Hurricane Katrina. As ConWebWatch noted, Sept. 13 article claimed that President Clinton took a day longer to arrive at the scene of the 1994 Oklahoma City bombing, "his administration's biggest disaster," than Bush did to arrive in the New Orleans area following the hurricane, earning extra bonus points for dragging cult leader David Koresh and the Branch Davidian siege into the equivocation: "More children were killed in that April 19, 1993, assault than died in Oklahoma City. Yet the Clinton administration received little if any blame - and no one was forced to resign."

Pat Robertson's death threats. In response to Robertson's call for the U.S. to assassinate Venezuelan president Hugo Chavez, an Aug. 24 article claimed that "the press voiced no objection at all" in 1997 when former Clinton aide George Stephanopoulos "devoted an entire column in Newsweek to the topic of whether the U.S. should take out Saddam Hussein."

Robert Novak's temper tantrum. An Aug. 5 article compared Robert Novak's profanity-laced departure from a live CNN interview with an alleged incident in which "Clinton walked out in the midst of a 1994 interview with NBC in Prague."

Karl Rove. NewsMax's way of distracting from a minor uproar over attacks by Rove, Bush's senior adviser, on Democrats over the response to terrorist attacks was to selectively quote from a post-9/11 Clinton speech to falsely portray the former president as blaming America for the attacks -- proving that NewsMax learned nothing after ConWebWatch debunked that claim when it was first made in late 2001.

Pundit payola. In order to distract from claims that conservative columnists such as Armstrong Williams and Maggie Gallagher took money from the federal government to promote Bush administration policies without telling their readers, a Jan. 29, 2005, article falsely claimed that Hillary Clinton "helped bankroll" liberal radio network Air America and liberal radio host Ed Schultz. In fact, as the article itself states, all Mrs. Clinton did is attend a fundraiser.

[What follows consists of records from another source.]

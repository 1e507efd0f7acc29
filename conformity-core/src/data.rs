//! Seeds, deterministic draw sources, and bias factors.

use std::fmt;

/// Splittable random seed for deterministic generation.
///
/// Seeds can be split to create independent random streams,
/// ensuring deterministic and reproducible conformance runs.
#[derive(Debug, Clone, Copy, PartialEq, Eq)]
pub struct Seed(pub u64, pub u64);

impl Seed {
    /// Create a new seed from a single value.
    pub fn from_u64(value: u64) -> Self {
        let state = splitmix64_mix(value);
        let gamma = mix_gamma(state);
        Seed(state, gamma)
    }

    /// Create a seed from a signed value.
    ///
    /// Any representable input is accepted, negative or extreme; the
    /// bits are reinterpreted as-is.
    pub fn from_i64(value: i64) -> Self {
        Seed::from_u64(value as u64)
    }

    /// Split a seed into two independent seeds.
    /// Uses SplitMix64 splitting strategy for independence.
    pub fn split(self) -> (Self, Self) {
        let Seed(state, gamma) = self;
        let new_state = state.wrapping_add(gamma);
        let output = splitmix64_mix(new_state);
        let new_gamma = mix_gamma(output);

        (Seed(new_state, gamma), Seed(output, new_gamma))
    }

    /// Generate the next random value and advance the seed.
    pub fn next_u64(self) -> (u64, Self) {
        let Seed(state, gamma) = self;
        let new_state = state.wrapping_add(gamma);
        let output = splitmix64_mix(new_state);
        (output, Seed(new_state, gamma))
    }

    /// Generate a bounded random value [0, bound). A zero bound yields zero.
    pub fn next_bounded(self, bound: u64) -> (u64, Self) {
        let (value, new_seed) = self.next_u64();
        ((value as u128 * bound as u128 >> 64) as u64, new_seed)
    }

    /// Generate a random bool.
    pub fn next_bool(self) -> (bool, Self) {
        let (value, new_seed) = self.next_u64();
        (value & 1 == 1, new_seed)
    }

    /// Sample a seed from ambient entropy.
    pub fn random() -> Self {
        use rand::Rng;
        let mut rng = rand::thread_rng();
        Seed(rng.gen(), rng.gen())
    }
}

impl fmt::Display for Seed {
    fn fmt(&self, f: &mut fmt::Formatter<'_>) -> fmt::Result {
        write!(f, "Seed({}, {})", self.0, self.1)
    }
}

/// Stateful deterministic draw engine.
///
/// A `Source` owns a [`Seed`] and advances it on every draw. Two sources
/// built from equal seeds produce identical, independently consumed draw
/// sequences; sources share no state with each other.
#[derive(Debug, Clone)]
pub struct Source {
    seed: Seed,
}

impl Source {
    /// Create a source positioned at the start of the seed's sequence.
    pub fn new(seed: Seed) -> Self {
        Source { seed }
    }

    /// Shorthand for `Source::new(Seed::from_u64(value))`.
    pub fn from_u64(value: u64) -> Self {
        Source::new(Seed::from_u64(value))
    }

    /// Draw a full-width value.
    pub fn next_u64(&mut self) -> u64 {
        let (value, next) = self.seed.next_u64();
        self.seed = next;
        value
    }

    /// Draw a value in [0, bound). A zero bound draws zero.
    pub fn next_bounded(&mut self, bound: u64) -> u64 {
        let (value, next) = self.seed.next_bounded(bound);
        self.seed = next;
        value
    }

    /// Draw a bool.
    pub fn next_bool(&mut self) -> bool {
        let (value, next) = self.seed.next_bool();
        self.seed = next;
        value
    }

    /// Draw a value in the inclusive range [min, max].
    pub fn next_i64_in(&mut self, min: i64, max: i64) -> i64 {
        debug_assert!(min <= max);
        let span = max.wrapping_sub(min) as u64;
        if span == u64::MAX {
            return self.next_u64() as i64;
        }
        min.wrapping_add(self.next_bounded(span + 1) as i64)
    }
}

/// Knob that skews draws toward boundary values.
///
/// The factor is the inverse frequency of the skew: a generator handed a
/// factor `f` is expected to draw an edge value roughly one time in `f`.
/// Factors live in `[2, 100]`; an absent factor means unbiased draws.
/// Bias may change only the distribution of drawn values, never which
/// values are valid.
#[derive(Debug, Clone, Copy, PartialEq, Eq)]
pub struct BiasFactor(u64);

impl BiasFactor {
    /// Smallest accepted factor.
    pub const MIN: u64 = 2;

    /// Largest accepted factor.
    pub const MAX: u64 = 100;

    /// Create a bias factor, clamping into `[MIN, MAX]`.
    pub fn new(factor: u64) -> Self {
        BiasFactor(factor.clamp(Self::MIN, Self::MAX))
    }

    /// Get the inner factor.
    pub fn get(&self) -> u64 {
        self.0
    }

    /// Flip the edge-value coin: true with probability `1 / factor`.
    pub fn apply(&self, source: &mut Source) -> bool {
        source.next_bounded(self.0) == 0
    }
}

impl fmt::Display for BiasFactor {
    fn fmt(&self, f: &mut fmt::Formatter<'_>) -> fmt::Result {
        write!(f, "BiasFactor({})", self.0)
    }
}

/// SplitMix64 mixing function for high-quality output.
fn splitmix64_mix(mut z: u64) -> u64 {
    z = z.wrapping_add(0x9e3779b97f4a7c15);
    z = (z ^ (z >> 30)).wrapping_mul(0xbf58476d1ce4e5b9);
    z = (z ^ (z >> 27)).wrapping_mul(0x94d049bb133111eb);
    z ^ (z >> 31)
}

/// Generate a good gamma value for SplitMix64 splitting.
fn mix_gamma(mut z: u64) -> u64 {
    z = splitmix64_mix(z);
    // Gamma must be odd for maximal period
    (z | 1).wrapping_mul(0x9e3779b97f4a7c15)
}
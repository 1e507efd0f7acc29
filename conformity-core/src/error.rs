//! Error and report types for conformance runs.

use std::fmt;
use thiserror::Error;

use crate::data::BiasFactor;

/// The single failure kind of the harness: one of the five checks found
/// an invariant that did not hold for some meta-generated trial.
///
/// Besides the offending value it carries the full tuple that produced
/// the trial (config, generation seed, shrink path, and bias factor),
/// so the failing trial can be reproduced exactly.
#[derive(Error, Debug, Clone, PartialEq, Eq)]
#[error(
    "check `{check}` failed: {detail}\n  value:  {value}\n  config: {config}\n  seed:   {seed}\n  path:   {path:?}\n  bias:   {bias:?}"
)]
pub struct InvariantViolation {
    /// The check that failed.
    pub check: Check,
    /// What went wrong, in one sentence.
    pub detail: String,
    /// Serialized offending value.
    pub value: String,
    /// Serialized config of the generator instance.
    pub config: String,
    /// Seed the generation source was built from.
    pub seed: u64,
    /// Shrink path of the failing trial.
    pub path: Vec<usize>,
    /// Bias factor of the failing trial, if one was applied.
    pub bias: Option<BiasFactor>,
}

/// Result type for conformance runs.
pub type Result<T> = std::result::Result<T, InvariantViolation>;

/// The five checks the suite runs.
#[derive(Debug, Clone, Copy, PartialEq, Eq)]
pub enum Check {
    /// Equal seeds generate equal root values.
    SameSeedSameValues,
    /// Equal seeds shrink through equal values and stop on the same step.
    SameSeedSameShrinks,
    /// Every visited child is strictly smaller than its parent.
    StrictlyDecreasingShrinkPath,
    /// The root value is valid for the config that produced it.
    GeneratesValidValues,
    /// Every value along a shrink walk is valid for the config.
    ShrinksToValidValues,
}

impl Check {
    /// Human-readable check name.
    pub fn name(&self) -> &'static str {
        match self {
            Check::SameSeedSameValues => "same seed, same values",
            Check::SameSeedSameShrinks => "same seed, same shrinks",
            Check::StrictlyDecreasingShrinkPath => "strictly decreasing shrink path",
            Check::GeneratesValidValues => "generates valid values",
            Check::ShrinksToValidValues => "shrinks to valid values",
        }
    }
}

impl fmt::Display for Check {
    fn fmt(&self, f: &mut fmt::Formatter<'_>) -> fmt::Result {
        f.write_str(self.name())
    }
}

/// Outcome of a completed conformance run: one entry per executed check.
///
/// The strict-decrease check only appears when an ordering relation was
/// supplied, so a report holds four or five entries.
#[derive(Debug, Clone, PartialEq, Eq)]
pub struct Report {
    pub checks: Vec<CheckReport>,
}

/// Trials completed for one named check.
#[derive(Debug, Clone, Copy, PartialEq, Eq)]
pub struct CheckReport {
    pub check: Check,
    pub trials: usize,
}

impl fmt::Display for Report {
    fn fmt(&self, f: &mut fmt::Formatter<'_>) -> fmt::Result {
        for (i, entry) in self.checks.iter().enumerate() {
            if i > 0 {
                writeln!(f)?;
            }
            write!(f, "  ✓ {} passed {} trials.", entry.check, entry.trials)?;
        }
        Ok(())
    }
}
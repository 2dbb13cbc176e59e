use serde::{Deserialize, Serialize};

/// Request body for login.
#[derive(Debug, Deserialize)]
pub struct LoginRequest {
    pub email: String,
    pub password: String,
}

/// Response returned after login.
#[derive(Debug, Serialize)]
pub struct LoginResponse {
    pub id: u64,
    pub email: String,
    pub token: String,
    pub refresh_token: String,
}

/// Response returned by `/api/refresh`.
#[derive(Debug, Serialize)]
pub struct RefreshResponse {
    pub token: String,
}
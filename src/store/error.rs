use std::path::PathBuf;

/// Failures surfaced by store operations.
///
/// Lookup misses, bad credentials and bad refresh tokens are deliberately
/// coarse: callers cannot tell an unknown email from a wrong password, or an
/// unknown token from an expired one.
#[derive(Debug, thiserror::Error)]
pub enum StoreError {
    #[error("record not found")]
    NotFound,

    #[error("invalid credentials")]
    InvalidCredentials,

    #[error("invalid or expired refresh token")]
    InvalidToken,

    #[error("refresh token already exists")]
    DuplicateToken,

    #[error("refresh token lifetime out of range")]
    TtlOutOfRange,

    #[error("password hashing failed: {0}")]
    PasswordHash(String),

    #[error("failed to persist {}: {source}", .path.display())]
    Persistence {
        path: PathBuf,
        #[source]
        source: std::io::Error,
    },

    #[error("corrupt data in {}: {reason}", .path.display())]
    CorruptData { path: PathBuf, reason: String },
}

Profanity by politicians. A June 2004 article noted the Washington Post's defense of using the uncensored Vice President Dick Cheney's F-word obscenity targeted to Sen. Patrick Leahy on the Senate floor, then added: "And how come the Post didn't report Hillary Clinton's attack on former campaign aide Paul Fray, whom she called a 'f--king Jew bastard'?" Perhaps the Post knows about Fray's credibility problems, as ConWebWatch has documented.

Substance-abusing Bush children. Even Chelsea is targeted under the Clinton equivocation: A September 2002 article complained that "alcohol-related incidents involving first daughters Jenna and Barbara Bush have been widely and immediately covered by the mainstream press" while "[p]hotographs taken by British tabloids showing the Clintons' only daughter collapsing in a drunken stupor outside a London nightclub this spring have been embargoed by the U.S. media."

A corollary to the Clinton Equivocation is the Clinton Exception, in which allegations against a Clinton are treated differently than the same allegations made against a conservative. NewsMax excels here too. A few examples:

-- It made a regular stink about President Clinton not publicly releasing his medical records, yet has never demanded that Bush release his records, which didn't happen to any significant extent until his 2004 re-election campaign.

-- It doesn't miss a chance to remind people of every peccadillo the Clintons were involved in and a few they weren't, yet when it was pimping Jeanine Pirro's candidacy for Hillary Clinton's New York Senate seat (at least until Pirro's campaign imploded), it dismissed as "old news" the facts that Pirro's husband convicted of tax fraud and had fathered an out-of-wedlock child.

-- It held scandalous Bush biographer Kitty Kelley to a different standard than scandalous Clinton biographer Ed Klein, hyping purported flaws in Kelley's book while overlooking factual errors in Klein's book.

And so on.

If the Clintons didn't exist, NewsMax would have to invent them.